Es una norma divina el que Dios emplee medios espirituales para fines espirituales. Y lo que él tiene en mente es nada menos que la constitución de un nuevo hombre espiritual y celestial, donde Cristo lo llena todo. Luego, el servicio de todos los santos debe ajustarse a esta norma y meta celestial. Todo lo viejo y terrenal debe ser excluido del Nuevo Hombre a fin de que Cristo lo pueda llenar todo. Y esto abarca todas las estrategias, planes, programas, métodos y organizaciones surgidas de la habilidad y capacidad del hombre natural. Si la Casa ha de ser espiritual, se requerirá un ministerio y servicio espiritual por parte de los santos. Y en este punto es necesario enfatizar que lo espiritual es el resultado, como se ha señalado más arriba, de la operación conjunta y simultánea de la muerte y la resurrección de Cristo en los santos.

Por una parte, todo lo que pertenece al ámbito terrenal y natural debe llegar a su fin. La marca de todo servicio espiritual es una profunda, devastadora y decisiva obra de la cruz sobre el alma del hombre, y todas sus habilidades para concebir, hacer y entender.
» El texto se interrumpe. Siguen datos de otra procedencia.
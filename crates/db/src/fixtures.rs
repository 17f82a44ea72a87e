use sqlx::Executor;

use crate::connection::DbPool;
use crate::repositories::RepositoryError;

const SEED_BRAND_IDS: &[i64] = &[9001, 9002];
const SEED_CATEGORY_IDS: &[i64] = &[9001, 9002];
const SEED_MANAGER_IDS: &[i64] = &[9001, 9002];
const SEED_CAR_IDS: &[i64] = &[9001, 9002, 9003];
const SEED_PHOTO_IDS: &[i64] = &[9001, 9002, 9003];
const SEED_LEAD_IDS: &[i64] = &[9001];

/// Deterministic demo catalog plus one captured lead. Reloading is safe:
/// every row carries a fixed id and is re-upserted as is.
pub struct DemoDataset;

impl DemoDataset {
    pub const SQL: &str = include_str!("../../../config/fixtures/demo_seed_data.sql");

    pub async fn load(pool: &DbPool) -> Result<SeedResult, RepositoryError> {
        let mut tx = pool.begin().await?;
        tx.execute(sqlx::query(Self::SQL)).await?;
        tx.commit().await?;

        Ok(SeedResult {
            brands: SEED_BRAND_IDS.len(),
            price_categories: SEED_CATEGORY_IDS.len(),
            managers: SEED_MANAGER_IDS.len(),
            cars: SEED_CAR_IDS.len(),
            leads: SEED_LEAD_IDS.len(),
        })
    }

    pub async fn verify(pool: &DbPool) -> Result<VerificationResult, RepositoryError> {
        let mut checks = Vec::new();

        checks.push(("brands", count_by_ids(pool, "brands", SEED_BRAND_IDS).await?));
        checks.push((
            "price-categories",
            count_by_ids(pool, "price_categories", SEED_CATEGORY_IDS).await?,
        ));
        checks.push(("managers", count_by_ids(pool, "managers", SEED_MANAGER_IDS).await?));
        checks.push(("cars", count_by_ids(pool, "cars", SEED_CAR_IDS).await?));
        checks.push(("car-photos", count_by_ids(pool, "car_photos", SEED_PHOTO_IDS).await?));
        checks.push(("leads", count_by_ids(pool, "sell_leads", SEED_LEAD_IDS).await?));

        let hidden_car: i64 =
            sqlx::query_scalar("SELECT EXISTS(SELECT 1 FROM cars WHERE id = 9003 AND active = 0)")
                .fetch_one(pool)
                .await?;
        checks.push(("hidden-demo-car", hidden_car == 1));

        let lead_status: i64 = sqlx::query_scalar(
            "SELECT EXISTS(SELECT 1 FROM sell_leads WHERE id = 9001 AND status = 'new')",
        )
        .fetch_one(pool)
        .await?;
        checks.push(("demo-lead-status", lead_status == 1));

        let all_present = checks.iter().all(|(_, present)| *present);
        Ok(VerificationResult { all_present, checks })
    }

    pub async fn clean(pool: &DbPool) -> Result<(), RepositoryError> {
        let mut tx = pool.begin().await?;

        sqlx::query(&delete_by_ids("sell_leads", SEED_LEAD_IDS)).execute(&mut *tx).await?;
        sqlx::query(&delete_by_ids("car_photos", SEED_PHOTO_IDS)).execute(&mut *tx).await?;
        sqlx::query(&delete_by_ids("cars", SEED_CAR_IDS)).execute(&mut *tx).await?;
        sqlx::query(&delete_by_ids("managers", SEED_MANAGER_IDS)).execute(&mut *tx).await?;
        sqlx::query(&delete_by_ids("price_categories", SEED_CATEGORY_IDS))
            .execute(&mut *tx)
            .await?;
        sqlx::query(&delete_by_ids("brands", SEED_BRAND_IDS)).execute(&mut *tx).await?;

        tx.commit().await?;
        Ok(())
    }
}

async fn count_by_ids(pool: &DbPool, table: &str, ids: &[i64]) -> Result<bool, RepositoryError> {
    let placeholders = sql_id_list(ids);
    let count: i64 =
        sqlx::query_scalar(&format!("SELECT COUNT(1) FROM {table} WHERE id IN {placeholders}"))
            .fetch_one(pool)
            .await?;
    Ok(count == ids.len() as i64)
}

fn delete_by_ids(table: &str, ids: &[i64]) -> String {
    format!("DELETE FROM {table} WHERE id IN {}", sql_id_list(ids))
}

fn sql_id_list(ids: &[i64]) -> String {
    let joined = ids.iter().map(i64::to_string).collect::<Vec<_>>().join(",");
    format!("({joined})")
}

#[derive(Debug)]
pub struct SeedResult {
    pub brands: usize,
    pub price_categories: usize,
    pub managers: usize,
    pub cars: usize,
    pub leads: usize,
}

#[derive(Debug)]
pub struct VerificationResult {
    pub all_present: bool,
    pub checks: Vec<(&'static str, bool)>,
}

#[cfg(test)]
mod tests {
    use super::DemoDataset;
    use crate::{connect_with_settings, migrations, DbPool};

    #[test]
    fn sql_fixture_is_valid() {
        assert!(!DemoDataset::SQL.is_empty());
    }

    async fn setup_pool() -> DbPool {
        let pool = connect_with_settings("sqlite::memory:?cache=shared", 1, 30)
            .await
            .expect("connect test pool");
        migrations::run_pending(&pool).await.expect("run migrations");
        pool
    }

    #[tokio::test]
    async fn seed_loads_verifies_and_reloads_idempotently() {
        let pool = setup_pool().await;

        let first = DemoDataset::load(&pool).await.expect("load fixtures");
        assert_eq!(first.cars, 3);

        let verification = DemoDataset::verify(&pool).await.expect("verify fixtures");
        assert!(verification.all_present, "failed checks: {:?}", verification.checks);

        DemoDataset::load(&pool).await.expect("reload fixtures");
        let second_verification = DemoDataset::verify(&pool).await.expect("re-verify fixtures");
        assert_eq!(verification.checks, second_verification.checks);

        pool.close().await;
    }

    #[tokio::test]
    async fn clean_removes_every_seeded_row() {
        let pool = setup_pool().await;

        DemoDataset::load(&pool).await.expect("load fixtures");
        DemoDataset::clean(&pool).await.expect("clean fixtures");

        let verification = DemoDataset::verify(&pool).await.expect("verify after clean");
        assert!(!verification.all_present);
        assert!(verification.checks.iter().all(|(_, present)| !present));

        pool.close().await;
    }
}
Y esto es algo que no se puede adquirir por capacitación, entrenamiento, métodos y técnicas de crecimiento o multiplicación. En verdad, sólo la disciplina del Espíritu, obrada en el seno de una vida de iglesia caracterizada por la mutualidad y la reciprocidad puede producir un fruto semejante. Por otra parte, todos los valores de la vida de resurrección han de ser introducidos a través de la expansión del hombre interior, que se va renovando hasta el conocimiento pleno. Este hombre es Cristo en nosotros, la esperanza de gloria. Ponemos fácilmente nuestra confianza en los métodos, pero Dios pone su acento en la vida y en la clase de hombre enviado a servir. En la obra de Dios todo depende de la calidad espiritual del hombre que es enviado.

Por todo lo anterior, hemos de enfatizar una vez más, que el pleno cumplimiento de los propósitos divinos para la presente edad, y aún más allá, está subordinado a la obra del ministerio llevada a cabo por todos los santos sin exclusión. Tal obra requiere, antes que nada, que Cristo sea el centro, y la cabeza única y real sobre los santos; que, por lo mismo, el Espíritu Santo tenga la dirección completa y absoluta de todos los asuntos de la iglesia; que los ministros de la palabra tomen el lugar correcto como quienes capacitan y alientan a los santos para la obra del ministerio; y, que la vida del hombre natural sea profunda y progresivamente desplazada por medio de la cruz, para que la vida de Cristo sea expandida y expresada, hasta llenarlo todo en todos y cada uno de los miembros de Su cuerpo.